• Miles Hedley

MORTAL MOON at the Queen’s House

Updated: Mar 22, 2019




It’s hard to imagine more fitting companions for the iconic Armada portrait of Elizabeth I at the Queen’s House than Susan Derges’ Mortal Moon quartet because these photographic artworks are as sumptuous and layered with meaning as the painting they gather round to honour.


Derges began three of her pieces by capturing a star-filled sky over her Dartmoor home through a neighbour’s telescope. The fourth is based on a pulsating image she took of a gloriously golden harvest moon.


Ghostly traces of a 16th century celestial globe by Mercator – also in the exhibition - were added to the negatives which were then floated in a tank of moving water lit from above so that the ripple patterns were transferred onto the photographic image.


The last layer to be added was the cut-out silhouette of a 16th century ship which was slid into place while the negative was still in the tank.

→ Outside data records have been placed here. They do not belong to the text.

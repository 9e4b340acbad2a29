//! One chapter screen driven by a [`ChapterRun`].

use jonah_game::{AcceptedAnswer, ChapterRun, ChapterScript, ChapterStep, RunEvent};
use yew::prelude::*;

use super::question_input::QuestionInput;

#[derive(Properties, PartialEq, Clone)]
pub struct Props {
    pub script: ChapterScript,
    /// Hidden units (background preloads) never report answers or completion.
    #[prop_or(true)]
    pub visible: bool,
    pub on_answer: Callback<AcceptedAnswer>,
    pub on_complete: Callback<u32>,
}

#[function_component(ChapterUnit)]
pub fn chapter_unit(p: &Props) -> Html {
    let run = use_mut_ref(|| ChapterRun::new(&p.script, p.visible));
    let rejected = use_state(|| None::<String>);
    let force_update = use_force_update();
    run.borrow_mut().set_visible(p.visible);

    let report = {
        let rejected = rejected.clone();
        let on_answer = p.on_answer.clone();
        let on_complete = p.on_complete.clone();
        let chapter = p.script.number.number();
        move |event: RunEvent, question_id: &str| {
            let finished = event.finishes_chapter();
            match event {
                RunEvent::Rejected => rejected.set(Some(question_id.to_string())),
                RunEvent::Accepted { answer, .. } => {
                    rejected.set(None);
                    on_answer.emit(answer);
                }
                RunEvent::Acknowledged { .. } | RunEvent::Suppressed | RunEvent::NotOpen => {}
            }
            if finished {
                on_complete.emit(chapter);
            }
        }
    };

    let on_submit = {
        let run = run.clone();
        let report = report.clone();
        let force_update = force_update.clone();
        Callback::from(move |(question_id, text): (String, String)| {
            let event = run.borrow_mut().submit(&question_id, &text);
            report(event, &question_id);
            force_update.force_update();
        })
    };

    let current = run.borrow().step_index();
    let steps = p.script.steps.iter().enumerate().take(current + 1).map(|(index, step)| {
        match step {
            ChapterStep::Acknowledge { id, label } => {
                let done = index < current;
                let onclick = {
                    let run = run.clone();
                    let report = report.clone();
                    let force_update = force_update.clone();
                    let id = id.clone();
                    Callback::from(move |_: MouseEvent| {
                        let event = run.borrow_mut().acknowledge(&id);
                        report(event, &id);
                        force_update.force_update();
                    })
                };
                html! {
                    <div key={id.clone()} class="chapter__ack">
                        <button type="button" data-ack={id.clone()} disabled={done} {onclick}>
                            { label.clone() }
                        </button>
                    </div>
                }
            }
            other => html! {
                <div key={format!("step-{index}")} class="chapter__step">
                    { for other.questions().iter().map(|question| {
                        let answered = run.borrow().is_answered(&question.id);
                        let is_rejected = rejected.as_deref() == Some(question.id.as_str());
                        html! {
                            <QuestionInput
                                key={question.id.clone()}
                                question={question.clone()}
                                {answered}
                                rejected={is_rejected}
                                on_submit={on_submit.clone()}
                            />
                        }
                    }) }
                </div>
            },
        }
    });

    html! {
        <section
            class={classes!("chapter", (!p.visible).then_some("chapter--hidden"))}
            aria-hidden={(!p.visible).then_some("true")}
            data-chapter={p.script.number.number().to_string()}
        >
            <h2 class="chapter__title">
                { format!("{}장. {}", p.script.number, p.script.title) }
            </h2>
            { for steps }
        </section>
    }
}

The results are extraordinary. The blue ground of the three star-laden pieces seems to throb with energy while the gold of the fourth is luminously gorgeous. At the heart of each picture, one of the silhouetted ships battles elemental forces as it sails the oceans of the world in a restless quest for wealth and power.


And all four vessels echo details in the Armada portrait – a wrecked Spanish galleon, a proud English warship and two dhows whose crescent-shaped sails mirror the crescent formation of the doomed Spanish Armada which is seen lining up through a window over Elizabeth’s right shoulder.

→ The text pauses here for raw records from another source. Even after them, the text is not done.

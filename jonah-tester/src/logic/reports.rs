use anyhow::Result;
use colored::Colorize;
use std::io::Write;
use std::time::Duration;

use super::ScenarioResult;

#[allow(clippy::cast_precision_loss)]
fn success_rate(results: &[ScenarioResult]) -> f64 {
    if results.is_empty() {
        return 0.0;
    }
    let passed = results.iter().filter(|r| r.passed).count();
    (passed as f64 / results.len() as f64) * 100.0
}

pub fn generate_console_report<W: Write>(
    out: &mut W,
    results: &[ScenarioResult],
    total_duration: Duration,
) -> Result<()> {
    writeln!(out)?;
    writeln!(out, "{}", "📊 Logic Test Results Summary".bright_cyan().bold())?;
    writeln!(out, "{}", "==============================".cyan())?;

    let total_tests = results.len();
    let passed_tests = results.iter().filter(|r| r.passed).count();
    let failed_tests = total_tests - passed_tests;

    // Overall stats
    writeln!(out, "Total scenarios: {total_tests}")?;
    writeln!(out, "Passed: {}", passed_tests.to_string().green())?;
    writeln!(out, "Failed: {}", failed_tests.to_string().red())?;
    writeln!(out, "Success rate: {:.1}%", success_rate(results))?;
    writeln!(out, "Total time: {total_duration:?}")?;
    writeln!(out)?;

    // Individual results
    for result in results {
        let status = if result.passed {
            "✅ PASS".green()
        } else {
            "❌ FAIL".red()
        };

        writeln!(out, "{} {}", status, result.scenario_name.bold())?;
        writeln!(
            out,
            "   Iterations: {}/{} successful",
            result.successful_iterations, result.iterations_run
        )?;
        writeln!(out, "   Average time: {:?}", result.average_duration)?;

        if !result.failures.is_empty() {
            writeln!(out, "   Failures:")?;
            for failure in &result.failures {
                writeln!(out, "     • {}", failure.red())?;
            }
        }
        writeln!(out)?;
    }

    // Performance summary
    let fastest = results.iter().min_by_key(|r| r.average_duration);
    let slowest = results.iter().max_by_key(|r| r.average_duration);
    if let (Some(fastest), Some(slowest)) = (fastest, slowest) {
        writeln!(out, "{}", "⚡ Performance Summary".bright_yellow().bold())?;
        writeln!(out, "{}", "=====================".yellow())?;
        writeln!(
            out,
            "Fastest: {} ({:?})",
            fastest.scenario_name.green(),
            fastest.average_duration
        )?;
        writeln!(
            out,
            "Slowest: {} ({:?})",
            slowest.scenario_name.yellow(),
            slowest.average_duration
        )?;
    }
    Ok(())
}

pub fn generate_json_report<W: Write>(out: &mut W, results: &[ScenarioResult]) -> Result<()> {
    let json_output = serde_json::to_string_pretty(results)?;
    writeln!(out, "{json_output}")?;
    Ok(())
}

pub fn generate_markdown_report<W: Write>(
    out: &mut W,
    results: &[ScenarioResult],
    generated_at: &str,
) -> Result<()> {
    writeln!(out, "# Jonah's Journey Logic Test Results\n")?;
    writeln!(out, "_Generated {generated_at}_\n")?;

    let total_tests = results.len();
    let passed_tests = results.iter().filter(|r| r.passed).count();
    let failed_tests = total_tests - passed_tests;

    writeln!(out, "## Summary\n")?;
    writeln!(out, "- **Total scenarios**: {total_tests}")?;
    writeln!(out, "- **Passed**: {passed_tests}")?;
    writeln!(out, "- **Failed**: {failed_tests}")?;
    writeln!(out, "- **Success rate**: {:.1}%\n", success_rate(results))?;

    writeln!(out, "## Detailed Results\n")?;

    for result in results {
        let status = if result.passed { "✅" } else { "❌" };

        writeln!(out, "### {} {}\n", status, result.scenario_name)?;
        writeln!(
            out,
            "- **Iterations**: {}/{} successful",
            result.successful_iterations, result.iterations_run
        )?;
        writeln!(out, "- **Average time**: {:?}", result.average_duration)?;

        if !result.failures.is_empty() {
            writeln!(out, "- **Failures**:")?;
            for failure in &result.failures {
                writeln!(out, "  - {failure}")?;
            }
        }
        writeln!(out)?;
    }
    Ok(())
}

The dhows also represent the cultural and material treasures of the east where science and scholarship flourished, classical literature was preserved and jewels, precious metals, spices and silks were traded. Or stolen.


In a final brilliant touch, Derges frames her images with killer details from the Armada portrait – teardrop pearls, mermaids, Tudor roses and, of course, the moon.


Derges took the title of this exquisite show from a sonnet by Shakespeare because he, like so many of his artistic contemporaries, praised his queen as a moon goddess.


Elizabeth herself relentlessly cultivated the notion of a divinely sanctioned monarchy which helped to establish her at the heart of a power-driven personality cult manifested in the Armada portrait.


Mortal Moon triumphantly captures the essence of that power. But it also underlines the fragility of mankind and the ultimate fate that awaits us all, no matter how powerful we may think we are. It is a message as relevant today as ever it was – perhaps even more so.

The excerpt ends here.